As we’re working to heal ourselves and recover from our addictions, an important part of the recovery process is developing our ability to admit our mistakes. For years, many of us were resistant to admitting when we felt we had done something wrong or hurt someone. Our pride, our fear of being criticized, and our own guilt and shame kept us from doing what we knew was right – admitting our mistakes and trying to make amends. Now that we’re working so hard to recover, we don’t want to let pride, fear or shame hold us back any more than they already have. We want to be strong and courageous. We want to face our fears and take the necessary corrective steps to acknowledge when we’re wrong and do something proactive about it.
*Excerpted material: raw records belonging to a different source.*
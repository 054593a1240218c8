//! Configuration types for Shield.

use std::path::Path;

use serde::{Deserialize, Serialize};
use shield_sanitizer::SanitizerConfig;
use tracing::info;

use crate::{error::ShieldError, Result};

/// Configuration for the request shield.
#[derive(Debug, Clone, Default, PartialEq, Serialize, Deserialize)]
#[serde(default)]
pub struct ShieldConfig {
    /// Middleware behaviour.
    pub middleware: MiddlewareConfig,

    /// Sanitizer rules: operator allow-list, dangerous keys, SQL heuristics.
    pub sanitizer: SanitizerConfig,
}

/// Middleware behaviour switches.
#[derive(Debug, Clone, PartialEq, Eq, Serialize, Deserialize)]
#[serde(default)]
pub struct MiddlewareConfig {
    /// Also run the query-filter sanitizer over the escaped `body` and `query`.
    /// Off by default: the plain middleware output is the structural pass only.
    pub filter_query_operators: bool,

    /// Screening turns SQL heuristic hits into a Block instead of a Review.
    pub block_sql_patterns: bool,
}

impl Default for MiddlewareConfig {
    fn default() -> Self {
        Self {
            filter_query_operators: false,
            block_sql_patterns: false,
        }
    }
}

impl ShieldConfig {
    /// Load and validate a TOML config file.
    ///
    /// Missing sections and fields fall back to their defaults.
    pub fn from_file(path: impl AsRef<Path>) -> Result<Self> {
        let path = path.as_ref();
        let text = std::fs::read_to_string(path).map_err(|source| ShieldError::Io {
            path: path.to_path_buf(),
            source,
        })?;

        let config = Self::from_toml_str(&text)?;
        info!("Loaded shield config from {}", path.display());
        Ok(config)
    }

    /// Parse and validate a TOML document.
    pub fn from_toml_str(text: &str) -> Result<Self> {
        let config: Self = toml::from_str(text)?;
        config.validate()?;
        Ok(config)
    }

    /// Check the configuration for internal consistency.
    pub fn validate(&self) -> Result<()> {
        self.sanitizer
            .validate()
            .map_err(|e| ShieldError::Config(e.to_string()))
    }
}

#[cfg(test)]
mod tests {
    use super::*;

    #[test]
    fn test_default_config() {
        let config = ShieldConfig::default();
        assert!(!config.middleware.filter_query_operators);
        assert!(!config.middleware.block_sql_patterns);
        assert_eq!(config.sanitizer, SanitizerConfig::default());
    }

    #[test]
    fn test_empty_toml_is_default() {
        let config = ShieldConfig::from_toml_str("").unwrap();
        assert_eq!(config, ShieldConfig::default());
    }

    #[test]
    fn test_partial_toml() {
        let config = ShieldConfig::from_toml_str(
            r#"
            [middleware]
            block_sql_patterns = true

            [sanitizer]
            max_depth = 32
            allowed_operators = ["$eq", "$in"]
            "#,
        )
        .unwrap();

        assert!(config.middleware.block_sql_patterns);
        assert!(!config.middleware.filter_query_operators);
        assert_eq!(config.sanitizer.max_depth, 32);
        assert_eq!(config.sanitizer.allowed_operators.len(), 2);
        assert!(config.sanitizer.dangerous_keys.contains("__proto__"));
    }

    #[test]
    fn test_invalid_values_rejected() {
        let result = ShieldConfig::from_toml_str("[sanitizer]\nmax_depth = 0\n");
        assert!(matches!(result, Err(ShieldError::Config(_))));

        let result = ShieldConfig::from_toml_str("[sanitizer]\nallowed_operators = [\"where\"]\n");
        assert!(matches!(result, Err(ShieldError::Config(_))));
    }

    #[test]
    fn test_malformed_toml_rejected() {
        let result = ShieldConfig::from_toml_str("[middleware\n");
        assert!(matches!(result, Err(ShieldError::Parse(_))));
    }

    #[test]
    fn test_config_serialization() {
        let config = ShieldConfig::default();
        let json = serde_json::to_string(&config).unwrap();
        let parsed: ShieldConfig = serde_json::from_str(&json).unwrap();
        assert_eq!(parsed, config);
    }
}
Many of us have been conditioned to never show weakness of any kind. We’re taught not to cry, not to show when we’re suffering, and never to admit defeat. We associate our mistakes and wrongdoings with feeling ashamed of ourselves, disappointed in ourselves and defeated. We feel as though we’ve failed. We can try to think of our mistakes differently now and see that they are actually an important part of our growth. If we never made mistakes, how would we learn, grow and evolve? Transformation comes from reflecting on our inner selves and our life experiences, and mistakes are a part of that experience. Trying to deny our mistakes and pretend they didn’t happen is essentially rejecting entire parts of ourselves, parts that could help us develop and improve ourselves if we allowed them to.
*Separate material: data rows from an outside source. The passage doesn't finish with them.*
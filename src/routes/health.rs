//! Liveness endpoint

use axum::{Json, Router, routing::get};
use serde::Serialize;

use crate::state::AppState;

pub fn router() -> Router<AppState> {
    Router::new().route("/healthz", get(health))
}

#[derive(Serialize)]
struct Health {
    name: &'static str,
    version: &'static str,
}

/// GET /healthz - Report that the service is up
async fn health() -> Json<Health> {
    Json(Health {
        name: env!("CARGO_PKG_NAME"),
        version: env!("CARGO_PKG_VERSION"),
    })
}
Part of the process of admitting our mistakes is learning how to have both self-forgiveness and self-acceptance. We have to learn how to be able to forgive ourselves when we felt we’ve made a mistake, and also how to accept ourselves fully, including not despite our perceived flaws, shortcomings and imperfections. We want to get to the point where we love ourselves so much that our mistakes don’t cause us the same level of angst, turmoil, shame and regret. This is not an attempt to excuse or justify hurtful behavior – we still want to hold ourselves to the same high standards of how we treat others and handle situations. On the contrary, rather than excusing or justifying our mistakes, we want to try and develop more understanding around them so that we don’t keep repeating the same mistakes and following in the same destructive patterns. Self-forgiveness, self-acceptance and self-love actually help us to self-correct, to change direction when we’ve gone off course and to make necessary changes to our perspective, our behaviors and our choices. When we’re coming from a self-loving, self-forgiving place, we’re much more likely to make these important changes, to learn and grow, and to become the best, kindest version of ourselves that we can be.